Outlook for Chinese Foreign Policy: A Realistic Prognosis
In mid-November the Communist Party of China (CPC) elected a new Politburo Standing Committee headed by General Secretary Xi Jinping, effecting Beijing's first major leadership transition in a decade.
Japan has just seen a major transfer of power as well, with the Liberal Democratic Party reclaiming the lower house majority it lost in 2009 and forming a new government under Shintaro Abe. One of the key tasks awaiting Abe as prime minister will be repairing relations with China; under Prime Minister Yoshihiko Noda, bilateral ties have frayed badly over the escalating Senkaku Islands dispute, and the fallout has seriously hurt Japanese businesses in China.
Across the Pacific, the US presidential election handed a second term to President Barack Obama, whose administration has taken a circumspect approach to China's rise. During one of the presidential debates, Obama characterized China as "an adversary, but also a potential partner in the international community if it's following the rules,"  a message echoed by Secretary of State Hillary Clinton while in Australia on the eve of China's leadership transition.
"We welcome a strong and prosperous China that plans a constructive and greater role in world affairs," Clinton said, "but we also want to see China act in very transparent ways that respect international norms and standards." 
How will Beijing's new leadership deal with its two key rivals and potential partners in the coming years?
A number of Japanese commentators have speculated on the likely shape of Beijing's foreign policy in the Xi Jinping era, most of them basing their assessments on the past record of Xi and other figures on the reconstituted Standing Committee. Since the committee as a whole has the final say over national policy, it is natural to assume that the personal views of its individual members will have an impact on China's foreign policy going forward.
Yet it seems to me that internal and external exigencies are likely to trump personal ideology in setting a course for China's foreign policy in the next few years. As I see it, these internal and external factors will force the new leadership to take a basically cooperative approach toward the United States while maintaining its hardline stance toward Japan. In the following, I explain the thinking that leads me to this conclusion.
Playing It Safe
The first thing the new leadership team needs to do is consolidate its control of the party, the national administrative apparatus, and the military. Power struggles are a constant of human society, and the CPC is no exception; the world caught a glimpse of such internecine tension in the period leading up to the recent Eighteenth National Congress. There are bound to be opposing forces in the party that would take any opportunity to undermine confidence in the new leadership to advance their own political fortunes.
Faced with such circumstances, a new government will avoid any course of action that runs counter to the policies established under the former administration. Even if the previous leader has retired in fact as well as in name (instead of continuing to wield influence from behind the scenes), the new regime will play it safe and rely on the protection precedent affords rather than open itself up to criticism through any abrupt policy reversal. Certainly such caution was in evidence during the early years of Hu Jintao's regime.

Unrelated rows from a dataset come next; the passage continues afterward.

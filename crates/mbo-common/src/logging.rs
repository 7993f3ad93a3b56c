//! Logging configuration and initialization
//!
//! Centralized tracing setup for MBO binaries. Supports console and/or
//! daily-rotated file output, level selection, and extra `EnvFilter`
//! directives, all overridable from the environment.
//!
//! Components never configure logging themselves; `main` builds a
//! [`LogConfig`], calls [`init_logging`] once, and everything else uses the
//! `tracing` macros.
//!
//! # Example
//!
//! ```no_run
//! use mbo_common::logging::{init_logging, LogConfig, LogLevel};
//!
//! let config = LogConfig::builder().level(LogLevel::Debug).build();
//! init_logging(&config).unwrap();
//! ```

use anyhow::{Context, Result};
use serde::{Deserialize, Serialize};
use std::path::PathBuf;
use tracing::Level;
use tracing_subscriber::{fmt, layer::SubscriberExt, util::SubscriberInitExt, EnvFilter};

/// Log level for filtering messages
#[derive(Debug, Clone, Copy, PartialEq, Eq, Serialize, Deserialize, Default)]
#[serde(rename_all = "lowercase")]
pub enum LogLevel {
    /// Very detailed trace-level logging
    Trace,
    /// Debug-level logging for development
    Debug,
    /// Informational messages
    #[default]
    Info,
    /// Warning messages
    Warn,
    /// Error messages
    Error,
}

impl LogLevel {
    /// Convert to tracing Level
    pub fn to_tracing_level(self) -> Level {
        match self {
            LogLevel::Trace => Level::TRACE,
            LogLevel::Debug => Level::DEBUG,
            LogLevel::Info => Level::INFO,
            LogLevel::Warn => Level::WARN,
            LogLevel::Error => Level::ERROR,
        }
    }
}

impl std::str::FromStr for LogLevel {
    type Err = anyhow::Error;

    fn from_str(s: &str) -> std::result::Result<Self, Self::Err> {
        match s.to_lowercase().as_str() {
            "trace" => Ok(LogLevel::Trace),
            "debug" => Ok(LogLevel::Debug),
            "info" => Ok(LogLevel::Info),
            "warn" | "warning" => Ok(LogLevel::Warn),
            "error" => Ok(LogLevel::Error),
            _ => Err(anyhow::anyhow!("Invalid log level: {}", s)),
        }
    }
}

impl std::fmt::Display for LogLevel {
    fn fmt(&self, f: &mut std::fmt::Formatter<'_>) -> std::fmt::Result {
        match self {
            LogLevel::Trace => write!(f, "trace"),
            LogLevel::Debug => write!(f, "debug"),
            LogLevel::Info => write!(f, "info"),
            LogLevel::Warn => write!(f, "warn"),
            LogLevel::Error => write!(f, "error"),
        }
    }
}

/// Output target for logs
#[derive(Debug, Clone, Copy, PartialEq, Eq, Serialize, Deserialize, Default)]
#[serde(rename_all = "lowercase")]
pub enum LogOutput {
    /// Output to stderr only (the default for a CLI that prints results to stdout)
    #[default]
    Console,
    /// Output to a daily-rotated file only
    File,
    /// Output to both console and file
    Both,
}

impl std::str::FromStr for LogOutput {
    type Err = anyhow::Error;

    fn from_str(s: &str) -> std::result::Result<Self, Self::Err> {
        match s.to_lowercase().as_str() {
            "console" | "stderr" => Ok(LogOutput::Console),
            "file" => Ok(LogOutput::File),
            "both" | "all" => Ok(LogOutput::Both),
            _ => Err(anyhow::anyhow!("Invalid log output: {}", s)),
        }
    }
}

/// Logging configuration
#[derive(Debug, Clone, Serialize, Deserialize)]
pub struct LogConfig {
    /// Minimum log level to display
    pub level: LogLevel,

    /// Output target (console, file, or both)
    pub output: LogOutput,

    /// Directory for log files (only used when output includes file)
    pub log_dir: PathBuf,

    /// Log file name prefix (e.g., "mbo" -> "mbo.2026-08-27.log")
    pub log_file_prefix: String,

    /// Additional filter directives (e.g., "reqwest=warn,hyper=warn")
    pub filter_directives: Option<String>,
}

impl Default for LogConfig {
    fn default() -> Self {
        Self {
            level: LogLevel::Info,
            output: LogOutput::Console,
            log_dir: PathBuf::from("./logs"),
            log_file_prefix: "mbo".to_string(),
            filter_directives: None,
        }
    }
}

impl LogConfig {
    /// Create a new LogConfig with defaults
    pub fn new() -> Self {
        Self::default()
    }

    /// Load configuration from environment variables, starting from defaults
    pub fn from_env() -> Result<Self> {
        Self::default().merge_env()
    }

    /// Apply environment overrides onto this config.
    ///
    /// Only fields whose variable is actually set are touched, so a config
    /// derived from CLI flags survives a clean environment.
    ///
    /// Environment variables:
    /// - `LOG_LEVEL`: Log level (trace, debug, info, warn, error)
    /// - `LOG_OUTPUT`: Output target (console, file, both)
    /// - `LOG_DIR`: Directory for log files
    /// - `LOG_FILTER`: Additional filter directives
    pub fn merge_env(mut self) -> Result<Self> {
        if let Ok(level) = std::env::var("LOG_LEVEL") {
            self.level = level.parse()?;
        }

        if let Ok(output) = std::env::var("LOG_OUTPUT") {
            self.output = output.parse()?;
        }

        if let Ok(dir) = std::env::var("LOG_DIR") {
            self.log_dir = PathBuf::from(dir);
        }

        if let Ok(filter) = std::env::var("LOG_FILTER") {
            self.filter_directives = Some(filter);
        }

        Ok(self)
    }

    /// Create a builder for fluent configuration
    pub fn builder() -> LogConfigBuilder {
        LogConfigBuilder::default()
    }
}

/// Builder for LogConfig
#[derive(Default)]
pub struct LogConfigBuilder {
    config: LogConfig,
}

impl LogConfigBuilder {
    pub fn level(mut self, level: LogLevel) -> Self {
        self.config.level = level;
        self
    }

    pub fn output(mut self, output: LogOutput) -> Self {
        self.config.output = output;
        self
    }

    pub fn log_dir(mut self, dir: impl Into<PathBuf>) -> Self {
        self.config.log_dir = dir.into();
        self
    }

    pub fn log_file_prefix(mut self, prefix: impl Into<String>) -> Self {
        self.config.log_file_prefix = prefix.into();
        self
    }

    pub fn filter_directives(mut self, filter: impl Into<String>) -> Self {
        self.config.filter_directives = Some(filter.into());
        self
    }

    pub fn build(self) -> LogConfig {
        self.config
    }
}

/// Initialize the global tracing subscriber
///
/// Must be called once at startup, before any `tracing` macro fires.
pub fn init_logging(config: &LogConfig) -> Result<()> {
    let mut filter =
        EnvFilter::from_default_env().add_directive(config.level.to_tracing_level().into());

    if let Some(ref directives) = config.filter_directives {
        for directive in directives.split(',') {
            filter = filter.add_directive(
                directive
                    .trim()
                    .parse()
                    .context("Failed to parse filter directive")?,
            );
        }
    }

    let console_layer = match config.output {
        LogOutput::Console | LogOutput::Both => Some(
            fmt::layer()
                .with_writer(std::io::stderr)
                .with_target(true),
        ),
        LogOutput::File => None,
    };

    let file_layer = match config.output {
        LogOutput::File | LogOutput::Both => {
            std::fs::create_dir_all(&config.log_dir)
                .context("Failed to create log directory")?;

            let appender =
                tracing_appender::rolling::daily(&config.log_dir, &config.log_file_prefix);
            let (non_blocking, guard) = tracing_appender::non_blocking(appender);

            // The guard must outlive the process for buffered lines to flush.
            std::mem::forget(guard);

            Some(
                fmt::layer()
                    .with_writer(non_blocking)
                    .with_target(true)
                    .with_ansi(false),
            )
        },
        LogOutput::Console => None,
    };

    tracing_subscriber::registry()
        .with(filter)
        .with(console_layer)
        .with(file_layer)
        .try_init()?;

    Ok(())
}

#[cfg(test)]
#[allow(clippy::unwrap_used, clippy::expect_used)]
mod tests {
    use super::*;

    #[test]
    fn test_log_level_from_str() {
        assert_eq!("trace".parse::<LogLevel>().unwrap(), LogLevel::Trace);
        assert_eq!("DEBUG".parse::<LogLevel>().unwrap(), LogLevel::Debug);
        assert_eq!("warning".parse::<LogLevel>().unwrap(), LogLevel::Warn);
        assert!("invalid".parse::<LogLevel>().is_err());
    }

    #[test]
    fn test_log_output_from_str() {
        assert_eq!("console".parse::<LogOutput>().unwrap(), LogOutput::Console);
        assert_eq!("stderr".parse::<LogOutput>().unwrap(), LogOutput::Console);
        assert_eq!("file".parse::<LogOutput>().unwrap(), LogOutput::File);
        assert_eq!("both".parse::<LogOutput>().unwrap(), LogOutput::Both);
        assert!("invalid".parse::<LogOutput>().is_err());
    }

    #[test]
    fn test_merge_env_layers_over_base_config() {
        // Single test because the environment is process-global.
        std::env::remove_var("LOG_LEVEL");
        std::env::remove_var("LOG_OUTPUT");
        std::env::remove_var("LOG_DIR");
        std::env::remove_var("LOG_FILTER");

        // A flag-derived config must survive a clean environment untouched.
        let base = LogConfig::builder()
            .level(LogLevel::Debug)
            .output(LogOutput::File)
            .log_file_prefix("mbo")
            .build();
        let effective = base.clone().merge_env().unwrap();
        assert_eq!(effective.level, LogLevel::Debug);
        assert_eq!(effective.output, LogOutput::File);
        assert_eq!(effective.log_file_prefix, "mbo");

        // A set variable wins; everything else stays from the base.
        std::env::set_var("LOG_LEVEL", "trace");
        let effective = base.merge_env().unwrap();
        assert_eq!(effective.level, LogLevel::Trace);
        assert_eq!(effective.output, LogOutput::File);
        assert_eq!(effective.log_file_prefix, "mbo");

        std::env::remove_var("LOG_LEVEL");
    }

    #[test]
    fn test_config_builder() {
        let config = LogConfig::builder()
            .level(LogLevel::Debug)
            .output(LogOutput::File)
            .log_dir("/var/log/mbo")
            .log_file_prefix("test")
            .filter_directives("hyper=warn")
            .build();

        assert_eq!(config.level, LogLevel::Debug);
        assert_eq!(config.output, LogOutput::File);
        assert_eq!(config.log_dir, PathBuf::from("/var/log/mbo"));
        assert_eq!(config.log_file_prefix, "test");
        assert_eq!(config.filter_directives.as_deref(), Some("hyper=warn"));
    }
}
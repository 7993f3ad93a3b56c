//! Local object definition store
//!
//! MISP object definitions live on disk in the misp-objects repository
//! layout: `<root>/<object-name>/definition.json`. Each definition maps
//! attribute relation names (the CSV column base names) to MISP attribute
//! types. Attribute generation needs a definition for every object kind it
//! encounters; a kind without one is a fatal error.

use crate::error::{CliError, Result};
use serde::Deserialize;
use std::collections::HashMap;
use std::path::PathBuf;

/// How one attribute relation maps to a MISP attribute type.
#[derive(Debug, Clone, Deserialize)]
pub struct AttributeSpec {
    /// MISP attribute type (e.g. "ip-dst", "sha256", "text")
    #[serde(rename = "misp-attribute")]
    pub misp_attribute: String,

    /// Whether values of this relation should feed detection (IDS) exports
    #[serde(default)]
    pub to_ids: Option<bool>,

    /// Whether correlation is disabled for this relation
    #[serde(default)]
    pub disable_correlation: Option<bool>,
}

/// One object definition (`definition.json`)
#[derive(Debug, Clone, Deserialize)]
pub struct ObjectDefinition {
    /// Object name; matches the directory name in the misp-objects layout
    pub name: String,

    /// Template uuid, carried into the submitted object
    pub uuid: String,

    /// Template version, carried into the submitted object
    pub version: u64,

    #[serde(rename = "meta-category", default)]
    pub meta_category: Option<String>,

    /// Relation name -> attribute spec
    pub attributes: HashMap<String, AttributeSpec>,
}

/// Loads object definitions from a local misp-objects directory.
pub struct DefinitionStore {
    root: Option<PathBuf>,
}

impl DefinitionStore {
    /// Create a store rooted at `root` (the directory containing one
    /// subdirectory per object). `None` means no definitions are available
    /// and every lookup fails.
    pub fn new(root: Option<PathBuf>) -> Self {
        Self { root }
    }

    /// Load the definition for `kind`.
    ///
    /// Reads `<root>/<kind>/definition.json` on every call; records are
    /// processed once each, so there is nothing worth caching.
    pub fn lookup(&self, kind: &str) -> Result<ObjectDefinition> {
        let Some(root) = &self.root else {
            return Err(CliError::attribute_generation(
                kind,
                "no object definitions directory is configured",
            ));
        };

        let path = root.join(kind).join("definition.json");
        if !path.exists() {
            return Err(CliError::attribute_generation(
                kind,
                format!("no definition at {}", path.display()),
            ));
        }

        let content = std::fs::read_to_string(&path)?;
        let definition: ObjectDefinition = serde_json::from_str(&content).map_err(|e| {
            CliError::attribute_generation(
                kind,
                format!("invalid definition at {}: {}", path.display(), e),
            )
        })?;

        Ok(definition)
    }
}

#[cfg(test)]
#[allow(clippy::unwrap_used, clippy::expect_used)]
mod tests {
    use super::*;
    use tempfile::TempDir;

    const PERSON_DEFINITION: &str = r#"{
        "name": "person",
        "uuid": "a15b0477-e9d1-4b9c-9546-abe78a4f4248",
        "version": 14,
        "meta-category": "misc",
        "attributes": {
            "full-name": {"misp-attribute": "text", "disable_correlation": true},
            "alias": {"misp-attribute": "text"}
        }
    }"#;

    fn store_with_person() -> (TempDir, DefinitionStore) {
        let dir = TempDir::new().unwrap();
        let person_dir = dir.path().join("person");
        std::fs::create_dir_all(&person_dir).unwrap();
        std::fs::write(person_dir.join("definition.json"), PERSON_DEFINITION).unwrap();

        let store = DefinitionStore::new(Some(dir.path().to_path_buf()));
        (dir, store)
    }

    #[test]
    fn test_lookup_known_definition() {
        let (_dir, store) = store_with_person();

        let definition = store.lookup("person").unwrap();
        assert_eq!(definition.name, "person");
        assert_eq!(definition.version, 14);
        assert_eq!(definition.meta_category.as_deref(), Some("misc"));

        let full_name = &definition.attributes["full-name"];
        assert_eq!(full_name.misp_attribute, "text");
        assert_eq!(full_name.disable_correlation, Some(true));
        assert_eq!(full_name.to_ids, None);
    }

    #[test]
    fn test_lookup_unknown_kind() {
        let (_dir, store) = store_with_person();

        let err = store.lookup("no-such-object").unwrap_err();
        assert!(matches!(err, CliError::AttributeGeneration { .. }));
    }

    #[test]
    fn test_lookup_without_root() {
        let store = DefinitionStore::new(None);
        let err = store.lookup("person").unwrap_err();
        assert!(matches!(err, CliError::AttributeGeneration { .. }));
    }

    #[test]
    fn test_lookup_invalid_json() {
        let dir = TempDir::new().unwrap();
        let bad_dir = dir.path().join("broken");
        std::fs::create_dir_all(&bad_dir).unwrap();
        std::fs::write(bad_dir.join("definition.json"), "{not json").unwrap();

        let store = DefinitionStore::new(Some(dir.path().to_path_buf()));
        let err = store.lookup("broken").unwrap_err();
        assert!(matches!(err, CliError::AttributeGeneration { .. }));
    }
}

Still, some observers have stressed the policy differences that distinguished Hu's regime from that of his predecessor Jiang Zemin. From the perspective of these analysts, the conspicuous presence of members of Jiang's faction on the newly elected Standing Committee might seem to augur imminent policy reversals, particularly given that Hu has relinquished his chairmanship of the Central Military Commission instead of holding onto that influential post for another few years. To my mind, however, Hu's decision to relinquish both offices speaks to his confidence that the "scientific development concept" and other core policies adopted during his regime are not in jeopardy under the new leadership.
In the area of foreign policy, the overall legacy of Hu Jintao has been an emphasis on cooperation. China and the United States built a remarkably close cooperative relationship over the course of Hu's 10-year regime. With a cooperative US foreign policy toward Asia under Barack Obama, these ties continued to progress, as seen in the success of the US-China Strategic and Economic Dialogue.
Given the aforementioned risks of early policy reversals, we can expect Beijing's new leadership to maintain Hu's policy of pursuing cooperative ties with the United States, at least for the next few years. Foreign Ministry spokesperson Hong Lei confirmed this assumption at his first press conference following the change in leadership. Asked about the future direction of China's foreign policy under the new leadership, he cited the report Hu Jintao submitted to the Eighteenth National Congress and declared unequivocally that China would continue along the path of “friendly cooperation.” 
The truth is that the most urgent political challenges facing the new government are domestic in nature, not foreign. Xi Jinping's regime must address a laundry list of festering internal problems that threaten China's long-term stability.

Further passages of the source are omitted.